(Collected data entries)
[Start of Attachment]
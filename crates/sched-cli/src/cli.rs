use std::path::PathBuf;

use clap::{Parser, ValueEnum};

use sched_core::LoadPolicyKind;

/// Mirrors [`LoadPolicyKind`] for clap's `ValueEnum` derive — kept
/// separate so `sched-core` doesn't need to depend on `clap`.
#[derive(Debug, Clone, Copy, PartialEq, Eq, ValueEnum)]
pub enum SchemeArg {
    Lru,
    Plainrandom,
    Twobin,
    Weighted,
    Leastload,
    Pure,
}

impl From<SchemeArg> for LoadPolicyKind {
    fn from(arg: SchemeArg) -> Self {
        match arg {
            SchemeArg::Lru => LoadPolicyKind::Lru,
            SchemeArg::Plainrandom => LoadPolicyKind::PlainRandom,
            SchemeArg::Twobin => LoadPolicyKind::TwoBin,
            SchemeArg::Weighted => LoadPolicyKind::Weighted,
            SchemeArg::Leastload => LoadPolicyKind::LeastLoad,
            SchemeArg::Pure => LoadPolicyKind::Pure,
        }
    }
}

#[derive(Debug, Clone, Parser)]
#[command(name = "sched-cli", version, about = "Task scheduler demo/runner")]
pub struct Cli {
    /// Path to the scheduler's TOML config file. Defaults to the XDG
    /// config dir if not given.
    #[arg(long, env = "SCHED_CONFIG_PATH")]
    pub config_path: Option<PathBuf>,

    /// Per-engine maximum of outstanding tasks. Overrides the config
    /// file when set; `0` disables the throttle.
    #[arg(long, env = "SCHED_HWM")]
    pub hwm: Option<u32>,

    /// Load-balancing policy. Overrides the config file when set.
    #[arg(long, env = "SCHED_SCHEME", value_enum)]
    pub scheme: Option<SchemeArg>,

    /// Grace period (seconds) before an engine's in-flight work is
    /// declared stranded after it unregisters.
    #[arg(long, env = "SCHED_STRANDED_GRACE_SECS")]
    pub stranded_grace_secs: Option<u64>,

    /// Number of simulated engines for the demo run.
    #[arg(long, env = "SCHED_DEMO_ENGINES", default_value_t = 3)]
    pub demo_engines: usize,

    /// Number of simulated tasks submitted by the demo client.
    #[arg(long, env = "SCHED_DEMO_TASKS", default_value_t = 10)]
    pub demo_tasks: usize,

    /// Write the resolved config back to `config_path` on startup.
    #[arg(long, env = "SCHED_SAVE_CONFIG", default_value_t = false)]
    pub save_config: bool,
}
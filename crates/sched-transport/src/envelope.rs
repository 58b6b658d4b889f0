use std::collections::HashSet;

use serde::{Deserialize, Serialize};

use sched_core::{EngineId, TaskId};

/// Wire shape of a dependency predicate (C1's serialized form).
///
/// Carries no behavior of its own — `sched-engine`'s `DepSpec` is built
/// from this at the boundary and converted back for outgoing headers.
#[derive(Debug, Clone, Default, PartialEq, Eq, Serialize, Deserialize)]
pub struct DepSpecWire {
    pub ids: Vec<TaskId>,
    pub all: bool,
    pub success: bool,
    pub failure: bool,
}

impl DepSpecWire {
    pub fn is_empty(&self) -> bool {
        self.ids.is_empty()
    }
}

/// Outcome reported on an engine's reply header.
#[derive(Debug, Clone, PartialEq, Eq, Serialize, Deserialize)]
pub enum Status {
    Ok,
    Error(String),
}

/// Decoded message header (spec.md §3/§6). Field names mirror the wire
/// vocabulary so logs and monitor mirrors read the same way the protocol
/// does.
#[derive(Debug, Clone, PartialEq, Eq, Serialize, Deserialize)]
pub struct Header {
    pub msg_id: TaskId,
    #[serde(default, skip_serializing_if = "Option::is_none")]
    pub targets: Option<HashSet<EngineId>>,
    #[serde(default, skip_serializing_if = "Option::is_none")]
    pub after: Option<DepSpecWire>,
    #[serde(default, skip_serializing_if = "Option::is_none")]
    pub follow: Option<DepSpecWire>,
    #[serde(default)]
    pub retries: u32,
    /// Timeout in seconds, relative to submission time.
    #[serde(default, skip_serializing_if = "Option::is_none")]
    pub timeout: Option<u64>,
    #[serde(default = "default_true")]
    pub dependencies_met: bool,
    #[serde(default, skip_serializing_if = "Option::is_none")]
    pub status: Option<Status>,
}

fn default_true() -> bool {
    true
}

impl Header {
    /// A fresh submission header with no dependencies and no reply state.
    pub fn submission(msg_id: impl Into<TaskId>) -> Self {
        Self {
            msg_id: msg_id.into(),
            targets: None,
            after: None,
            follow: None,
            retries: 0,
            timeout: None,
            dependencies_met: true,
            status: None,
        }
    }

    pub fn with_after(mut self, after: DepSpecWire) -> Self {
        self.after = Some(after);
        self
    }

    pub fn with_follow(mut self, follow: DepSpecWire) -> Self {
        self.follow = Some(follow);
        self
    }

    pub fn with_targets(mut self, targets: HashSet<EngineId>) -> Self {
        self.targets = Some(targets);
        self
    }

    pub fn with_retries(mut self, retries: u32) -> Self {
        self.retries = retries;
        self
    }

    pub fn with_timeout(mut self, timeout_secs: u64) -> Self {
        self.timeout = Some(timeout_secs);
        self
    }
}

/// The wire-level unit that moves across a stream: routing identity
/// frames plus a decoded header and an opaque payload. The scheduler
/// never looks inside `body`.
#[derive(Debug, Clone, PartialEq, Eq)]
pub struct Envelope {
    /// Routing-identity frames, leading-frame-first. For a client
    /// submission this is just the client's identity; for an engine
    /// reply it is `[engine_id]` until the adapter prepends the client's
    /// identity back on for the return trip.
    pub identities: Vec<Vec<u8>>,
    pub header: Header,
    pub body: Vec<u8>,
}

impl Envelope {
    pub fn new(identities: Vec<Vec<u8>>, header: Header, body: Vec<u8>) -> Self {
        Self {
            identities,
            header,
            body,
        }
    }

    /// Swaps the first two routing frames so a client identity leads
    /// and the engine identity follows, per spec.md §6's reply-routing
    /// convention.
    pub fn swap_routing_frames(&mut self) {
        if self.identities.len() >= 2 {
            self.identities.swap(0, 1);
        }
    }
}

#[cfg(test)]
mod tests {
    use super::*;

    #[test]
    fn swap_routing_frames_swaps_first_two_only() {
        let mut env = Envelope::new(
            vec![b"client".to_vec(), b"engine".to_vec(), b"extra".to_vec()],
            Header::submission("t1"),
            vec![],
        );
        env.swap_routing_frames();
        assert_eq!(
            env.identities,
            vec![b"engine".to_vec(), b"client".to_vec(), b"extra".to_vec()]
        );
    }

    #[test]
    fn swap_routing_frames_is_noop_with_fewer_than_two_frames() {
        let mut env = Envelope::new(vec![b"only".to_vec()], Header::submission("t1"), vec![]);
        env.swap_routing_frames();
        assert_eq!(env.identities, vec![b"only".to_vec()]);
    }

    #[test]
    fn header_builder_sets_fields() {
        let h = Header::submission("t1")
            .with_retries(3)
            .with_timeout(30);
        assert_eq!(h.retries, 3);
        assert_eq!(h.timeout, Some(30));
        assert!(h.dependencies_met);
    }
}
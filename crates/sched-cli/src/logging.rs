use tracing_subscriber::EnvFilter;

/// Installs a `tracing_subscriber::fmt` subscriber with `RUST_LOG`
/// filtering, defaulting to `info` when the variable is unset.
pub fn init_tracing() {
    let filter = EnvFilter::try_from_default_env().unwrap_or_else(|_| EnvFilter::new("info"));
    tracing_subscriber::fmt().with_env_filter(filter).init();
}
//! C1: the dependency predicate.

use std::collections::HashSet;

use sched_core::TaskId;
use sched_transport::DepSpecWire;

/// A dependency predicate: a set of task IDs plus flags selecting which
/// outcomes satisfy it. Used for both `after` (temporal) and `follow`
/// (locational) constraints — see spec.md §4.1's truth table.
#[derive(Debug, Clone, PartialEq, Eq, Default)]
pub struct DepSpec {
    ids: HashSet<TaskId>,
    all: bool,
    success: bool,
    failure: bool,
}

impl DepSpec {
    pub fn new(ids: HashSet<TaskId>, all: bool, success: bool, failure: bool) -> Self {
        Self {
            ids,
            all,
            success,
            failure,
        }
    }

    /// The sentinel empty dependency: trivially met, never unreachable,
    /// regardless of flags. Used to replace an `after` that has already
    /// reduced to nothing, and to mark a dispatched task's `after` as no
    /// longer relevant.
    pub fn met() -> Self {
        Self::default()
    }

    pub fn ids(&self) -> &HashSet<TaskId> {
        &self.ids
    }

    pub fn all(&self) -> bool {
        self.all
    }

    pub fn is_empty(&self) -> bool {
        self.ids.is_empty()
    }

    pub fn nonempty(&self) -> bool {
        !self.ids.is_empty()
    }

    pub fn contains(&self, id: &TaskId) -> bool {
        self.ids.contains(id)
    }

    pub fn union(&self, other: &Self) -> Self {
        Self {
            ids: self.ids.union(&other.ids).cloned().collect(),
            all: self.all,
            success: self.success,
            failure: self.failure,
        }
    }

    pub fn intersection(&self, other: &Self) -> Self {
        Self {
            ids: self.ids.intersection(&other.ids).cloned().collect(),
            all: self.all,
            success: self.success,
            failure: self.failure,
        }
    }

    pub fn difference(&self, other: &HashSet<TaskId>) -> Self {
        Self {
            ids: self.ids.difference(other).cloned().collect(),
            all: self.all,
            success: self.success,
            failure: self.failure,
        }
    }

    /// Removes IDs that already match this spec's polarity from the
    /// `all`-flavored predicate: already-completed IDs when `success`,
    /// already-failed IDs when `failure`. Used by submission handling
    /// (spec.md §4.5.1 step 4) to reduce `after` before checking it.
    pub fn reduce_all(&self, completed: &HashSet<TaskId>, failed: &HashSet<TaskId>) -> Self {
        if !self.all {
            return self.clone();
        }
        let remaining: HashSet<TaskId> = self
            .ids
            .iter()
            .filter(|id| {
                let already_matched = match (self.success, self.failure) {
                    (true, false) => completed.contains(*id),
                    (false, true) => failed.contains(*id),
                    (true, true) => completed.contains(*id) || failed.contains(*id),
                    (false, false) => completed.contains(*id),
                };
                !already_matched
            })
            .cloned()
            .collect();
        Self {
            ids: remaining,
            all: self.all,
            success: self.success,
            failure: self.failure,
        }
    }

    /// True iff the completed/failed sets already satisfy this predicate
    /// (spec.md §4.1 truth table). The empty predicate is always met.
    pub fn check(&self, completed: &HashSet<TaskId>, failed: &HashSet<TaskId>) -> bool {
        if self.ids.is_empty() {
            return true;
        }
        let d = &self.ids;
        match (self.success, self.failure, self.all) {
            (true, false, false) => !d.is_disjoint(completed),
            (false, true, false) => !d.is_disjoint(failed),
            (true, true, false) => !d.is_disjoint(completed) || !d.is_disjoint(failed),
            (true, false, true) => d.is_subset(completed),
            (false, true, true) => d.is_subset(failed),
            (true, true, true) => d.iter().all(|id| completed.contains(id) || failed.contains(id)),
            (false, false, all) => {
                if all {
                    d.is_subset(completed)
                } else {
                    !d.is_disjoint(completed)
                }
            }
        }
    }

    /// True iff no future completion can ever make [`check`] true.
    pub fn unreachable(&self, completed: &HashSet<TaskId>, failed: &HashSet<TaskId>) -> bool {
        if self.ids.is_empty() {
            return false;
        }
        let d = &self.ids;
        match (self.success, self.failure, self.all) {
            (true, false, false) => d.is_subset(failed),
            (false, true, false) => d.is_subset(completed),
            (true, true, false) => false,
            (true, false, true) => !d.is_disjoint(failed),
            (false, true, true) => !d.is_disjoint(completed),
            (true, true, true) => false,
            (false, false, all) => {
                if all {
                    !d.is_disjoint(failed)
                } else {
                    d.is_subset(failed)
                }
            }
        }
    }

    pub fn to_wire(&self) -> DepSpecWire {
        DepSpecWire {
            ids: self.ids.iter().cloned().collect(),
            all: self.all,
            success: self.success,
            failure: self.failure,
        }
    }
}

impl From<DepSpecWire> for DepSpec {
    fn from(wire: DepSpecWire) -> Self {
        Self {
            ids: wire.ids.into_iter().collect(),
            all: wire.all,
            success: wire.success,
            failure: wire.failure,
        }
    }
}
[End of Attachment]
» **Exercise aim**:
A complete answer lists each line of the data that holds the word "impl".

» **Reply to the task**:
impl From<SchemeArg> for LoadPolicyKind {
impl DepSpecWire {
impl Header {
    pub fn submission(msg_id: impl Into<TaskId>) -> Self {
impl Envelope {
impl DepSpec {
impl From<DepSpecWire> for DepSpec {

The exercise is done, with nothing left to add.